DeepMind Made Computers Think Like a Human
The British company DeepMind bought by Google last year for £400m has created the first self-learning computer program capable of playing retro computer games and devising its own winning strategies. The program is reasonably expected to be the most significant step towards true artificial intelligence (AI).
The agent, as the developers call it, uses only minimal background information to learn how to play a game but manages to solve the challenge gaining “personal” (if we may put it in this way) experience, much like a human brain.

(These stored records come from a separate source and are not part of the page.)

//! Startup-phase registration.

use std::any::type_name;
use std::sync::atomic::AtomicU64;
use std::sync::Arc;

use crate::config::{EngineConfig, RebindPolicy};
use crate::error::{BoxError, PoolError, PoolResult};
use crate::lifetime::PoolKind;
use crate::observer::{Observers, PoolObserver, TracingObserver};
use crate::pool::{Binder, Component, Pool};
use crate::registration::Registry;
use crate::runtime::RuntimeContext;
use crate::traits::Recycle;

use super::{AppInner, Application, Resources};

type InstallHook = Box<dyn FnOnce(&mut Resources) -> PoolResult<()>>;
type BootHook = Box<dyn FnOnce(&Application) -> PoolResult<()>>;

/// Collects bindings, resource installs and boot hooks, then freezes them
/// into an [`Application`].
///
/// Binding a type twice in the same pool is resolved by the configured
/// [`RebindPolicy`]: the last binding wins by default, or `build()` fails
/// with [`PoolError::AlreadyBound`] under `RebindPolicy::Reject`.
///
/// # Examples
///
/// ```
/// use ferrous_scope::{Application, EngineConfig, PoolError, RebindPolicy};
///
/// struct Clock(u32);
///
/// let mut builder = Application::builder();
/// builder.bind_service(|| Clock(1));
/// builder.bind_service(|| Clock(2));
/// let app = builder.build().unwrap();
/// assert_eq!(app.scoped(|ctx| ctx.service::<Clock>().0), 2);
///
/// let mut strict = Application::builder();
/// strict.with_config(EngineConfig { rebind: RebindPolicy::Reject, ..Default::default() });
/// strict.bind_service(|| Clock(1));
/// strict.bind_service(|| Clock(2));
/// assert!(matches!(strict.build(), Err(PoolError::AlreadyBound { .. })));
/// ```
pub struct ApplicationBuilder {
    services: Registry,
    repositories: Registry,
    components: Registry,
    installs: Vec<InstallHook>,
    boots: Vec<BootHook>,
    observers: Observers,
    config: EngineConfig,
    tracing: bool,
}

impl Default for ApplicationBuilder {
    fn default() -> Self {
        Self::new()
    }
}

impl ApplicationBuilder {
    pub fn new() -> Self {
        Self {
            services: Registry::new(PoolKind::Service),
            repositories: Registry::new(PoolKind::Repository),
            components: Registry::new(PoolKind::Component),
            installs: Vec::new(),
            boots: Vec::new(),
            observers: Observers::new(),
            config: EngineConfig::default(),
            tracing: true,
        }
    }

    pub fn with_config(&mut self, config: EngineConfig) -> &mut Self {
        self.config = config;
        self
    }

    pub fn config(&self) -> &EngineConfig {
        &self.config
    }

    /// Adds an observer notified of binding, resolution and release events.
    pub fn add_observer<O: PoolObserver + 'static>(&mut self, observer: O) -> &mut Self {
        self.observers.push(Arc::new(observer));
        self
    }

    /// Skips the built-in [`TracingObserver`].
    pub fn without_tracing(&mut self) -> &mut Self {
        self.tracing = false;
        self
    }

    pub fn services(&mut self) -> Binder<'_> {
        Binder::new(&mut self.services)
    }

    pub fn repositories(&mut self) -> Binder<'_> {
        Binder::new(&mut self.repositories)
    }

    pub fn components(&mut self) -> Binder<'_> {
        Binder::new(&mut self.components)
    }

    // Services

    pub fn bind_service<T, F>(&mut self, factory: F) -> &mut Self
    where
        T: Send + Sync + 'static,
        F: Fn() -> T + Send + Sync + 'static,
    {
        self.services().bind(factory);
        self
    }

    pub fn bind_service_with<T, F>(&mut self, factory: F) -> &mut Self
    where
        T: Send + Sync + 'static,
        F: Fn(&RuntimeContext) -> T + Send + Sync + 'static,
    {
        self.services().bind_with(factory);
        self
    }

    /// Binds a service under an unsized type, typically `dyn Trait`.
    pub fn bind_service_shared<T, F>(&mut self, factory: F) -> &mut Self
    where
        T: ?Sized + Send + Sync + 'static,
        F: Fn(&RuntimeContext) -> Arc<T> + Send + Sync + 'static,
    {
        self.services().bind_shared(factory);
        self
    }

    pub fn bind_service_recycled<T, F>(&mut self, factory: F) -> &mut Self
    where
        T: Recycle,
        F: Fn() -> T + Send + Sync + 'static,
    {
        self.services().bind_recycled(factory);
        self
    }

    // Repositories

    pub fn bind_repository<T, F>(&mut self, factory: F) -> &mut Self
    where
        T: Send + Sync + 'static,
        F: Fn() -> T + Send + Sync + 'static,
    {
        self.repositories().bind(factory);
        self
    }

    pub fn bind_repository_with<T, F>(&mut self, factory: F) -> &mut Self
    where
        T: Send + Sync + 'static,
        F: Fn(&RuntimeContext) -> T + Send + Sync + 'static,
    {
        self.repositories().bind_with(factory);
        self
    }

    pub fn bind_repository_shared<T, F>(&mut self, factory: F) -> &mut Self
    where
        T: ?Sized + Send + Sync + 'static,
        F: Fn(&RuntimeContext) -> Arc<T> + Send + Sync + 'static,
    {
        self.repositories().bind_shared(factory);
        self
    }

    pub fn bind_repository_recycled<T, F>(&mut self, factory: F) -> &mut Self
    where
        T: Recycle,
        F: Fn() -> T + Send + Sync + 'static,
    {
        self.repositories().bind_recycled(factory);
        self
    }

    // Components

    /// Binds a component; [`Component`] selects single or pooled.
    pub fn bind_component<T>(&mut self, component: Component<T>) -> &mut Self
    where
        T: ?Sized + Send + Sync + 'static,
    {
        self.components().component(component);
        self
    }

    /// Registers a resource install hook run by [`build`](Self::build).
    ///
    /// Hooks run in registration order. The value is stored as an installed
    /// resource reachable through [`Repository::resource`](crate::Repository::resource)
    /// and [`Application::resource`]. A failing hook aborts the build with
    /// [`PoolError::Install`].
    pub fn install<T, F>(&mut self, hook: F) -> &mut Self
    where
        T: Send + Sync + 'static,
        F: FnOnce() -> Result<T, BoxError> + 'static,
    {
        self.installs.push(Box::new(move |resources: &mut Resources| {
            let value = hook().map_err(|err| PoolError::Install(format!("{}: {err}", type_name::<T>())))?;
            resources.insert(Arc::new(value));
            Ok(())
        }));
        self
    }

    /// Installs an already constructed resource.
    pub fn provide<T: Send + Sync + 'static>(&mut self, value: T) -> &mut Self {
        self.install(move || Ok(value))
    }

    /// Registers a hook run at the end of [`build`](Self::build), after
    /// resources are installed. The first failing hook aborts the build.
    pub fn on_boot<F>(&mut self, hook: F) -> &mut Self
    where
        F: FnOnce(&Application) -> PoolResult<()> + 'static,
    {
        self.boots.push(Box::new(hook));
        self
    }

    /// Freezes the registries and runs install and boot hooks.
    pub fn build(self) -> PoolResult<Application> {
        let ApplicationBuilder {
            mut services,
            mut repositories,
            mut components,
            installs,
            boots,
            observers: extra,
            config,
            tracing,
        } = self;

        let mut observers = Observers::new();
        if tracing {
            observers.push(Arc::new(TracingObserver));
        }
        observers.extend(extra);

        for registry in [&mut services, &mut repositories, &mut components] {
            if let Some(key) = registry.rebound().first() {
                if config.rebind == RebindPolicy::Reject {
                    return Err(PoolError::AlreadyBound {
                        pool: registry.kind,
                        type_name: key.display_name(),
                    });
                }
            }
            for key in registry.rebound() {
                observers.rebound(registry.kind, key);
            }
            registry.finalize(config.recycle_capacity);
            for binding in registry.iter() {
                observers.bound(registry.kind, &binding.key, binding.lifetime);
            }
        }

        let mut resources = Resources::default();
        for install in installs {
            install(&mut resources)?;
        }

        let inner = AppInner {
            services: Pool::new(services),
            repositories: Pool::new(repositories),
            components: Pool::new(components),
            resources: Arc::new(resources),
            observers,
            config,
            next_request: AtomicU64::new(1),
        };
        let app = Application::from_inner(Arc::new(inner));

        for boot in boots {
            boot(&app)?;
        }

        let bindings = PoolKind::ALL
            .iter()
            .map(|kind| app.pool(*kind).registry.len())
            .sum();
        app.inner.observers.ready(bindings);
        Ok(app)
    }
}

When the agent begins to play, it looks at the frames of the game and presses random buttons to see what happens. The agent uses a “deep learning” method to turn the visual input into meaningful concepts and is also programmed to analyze that losing points is bad and scoring them is good. It takes the program about 600 hundred rounds of training to understand what a game is about. The study shows that the agent has learnt 49 games ranged from side-scrolling shooters to boxing and 3D car-racing and has performed at 75% of a professional game tester's level.
In the very near future such machine skill may be warmly welcomed in many fields: from powering self-driving cars to conducting scientific researches. The company's founder Demis Hassabis determines the extent of the project by saying, “This is the first significant rung of the ladder towards proving a general learning system can work. It can work on a challenging task that even humans find difficult. It’s the very first baby step towards that grander goal... but an important one.”